Graphene Complementary Logic Inverter Fabricated with Thin Film Over-layer for Nondestructive Doping

Abstract

Due to the outstanding charge carrier transport properties, graphene has been considered as a candidate material for next-generation nanoelectronic devices. Graphene composed of a single atomic layer can be easily doped by a contact material, which is a great advantage in fabricating complementary logic devices. Here, we introduce the stable complementary inverter fabricated by doping graphene selectively with metal and oxide thin over-coating films. Ti, Al, and SiO 2 thin films were deposited on the surface of hydrophobic and chemically-inert graphene for doping and also as seed layers to deposit a uniform Al 2 O 3 protective layer.

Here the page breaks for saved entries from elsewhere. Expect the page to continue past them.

fn check_dependency(index: usize, cmd: &Command, live: &NetworkState, pending: &Pending, report: &mut ValidationReport) {
    match (&cmd.subject, &cmd.action) {
        (Subject::Bond(bond), Action::Add(member)) => {
            if !pending.will_exist(live, &Subject::Interface(member.clone())) {
                report.push(
                    Severity::Error,
                    IssueCode::DependencyMissing,
                    index,
                    format!("bond {bond} cannot enslave {member}: no such interface"),
                    Some(format!("create interface {member} before enslaving it to {bond}")),
                );
            }
        }
        (Subject::Bridge(bridge), Action::Add(member)) => {
            if !pending.will_exist(live, &Subject::Interface(member.clone())) {
                report.push(
                    Severity::Error,
                    IssueCode::DependencyMissing,
                    index,
                    format!("bridge {bridge} cannot attach {member}: no such interface"),
                    Some(format!("create interface {member} before attaching it to {bridge}")),
                );
            }
        }
        (Subject::Vlan(vlan), Action::Create) => {
            if let Some(parent) = cmd.attr("on") {
                if !pending.will_exist(live, &Subject::Interface(parent.to_string())) {
                    report.push(
                        Severity::Error,
                        IssueCode::ParentMissing,
                        index,
                        format!("vlan {vlan} has no parent interface {parent}"),
                        Some(format!("create {parent} before the vlan that stacks on it")),
                    );
                }
            }
        }
        (Subject::Veth(veth), Action::Create) => {
            if let Some(peer) = cmd.attr("peer") {
                if pending.will_exist(live, &Subject::Interface(peer.to_string())) && !pending.created.contains(&("veth", veth.clone())) {
                    // peer name collides with an existing non-veth interface; surfaced as a dependency
                    // problem rather than silently shadowing it.
                    report.push(
                        Severity::Error,
                        IssueCode::DependencyMissing,
                        index,
                        format!("veth {veth} peer name {peer} collides with an existing interface"),
                        None,
                    );
                }
            }
        }
        (Subject::Interface(name), Action::Set { attr, value }) if attr == "address" => {
            if CidrAddress::parse(value).is_none() {
                report.push(
                    Severity::Error,
                    IssueCode::DependencyMissing,
                    index,
                    format!("invalid address {value} for interface {name}"),
                    None,
                );
            }
        }
        _ => {}
    }
}

fn check_route(
    index: usize,
    cmd: &Command,
    live: &NetworkState,
    seen_destinations: &mut HashSet<String>,
    report: &mut ValidationReport,
) {
    let Subject::Route(dest) = &cmd.subject else { return };
    match &cmd.action {
        Action::Delete if dest == "default" => {
            report.push(
                Severity::Warning,
                IssueCode::RemovingDefaultRoute,
                index,
                "removing the default route".to_string(),
                Some("confirm this host has another way to reach the rest of the network".to_string()),
            );
        }
        Action::Create | Action::None => {
            if !seen_destinations.insert(dest.clone()) {
                report.push(
                    Severity::Warning,
                    IssueCode::RouteConflict,
                    index,
                    format!("duplicate route for destination {dest} in this batch"),
                    Some("the last matching command wins; remove the earlier duplicate".to_string()),
                );
            }
            if let Some(via) = cmd.attr("via") {
                if let Ok(gateway) = via.parse::<IpAddr>() {
                    if !gateway_reachable(live, gateway) {
                        report.push(
                            Severity::Warning,
                            IssueCode::GatewayUnreachable,
                            index,
                            format!("gateway {gateway} is not directly reachable from any configured interface"),
                            Some("add an address on the gateway's subnet or a route that covers it".to_string()),
                        );
                    }
                }
            }
        }
        _ => {}
    }
}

The graphene doping with those metal and oxide thin films was confirmed by measuring the Raman spectra of graphene channels and the electrical properties of fabricated field effect transistors. For the Ti and Al films, the doping type was found to be n-type. Meanwhile, the SiO2 film was found to dope graphene to be p-type. The fabricated inverter showed stable operation for a wide range of drain voltage from 0.5 V to 20 V with clear voltage inversion. With a ~100 nm thick SiO2 gate insulator, the voltage gain was measured to be ~0.93 and ~0.86 for the Al-SiO2 and Ti-SiO2 doping combination, respectively.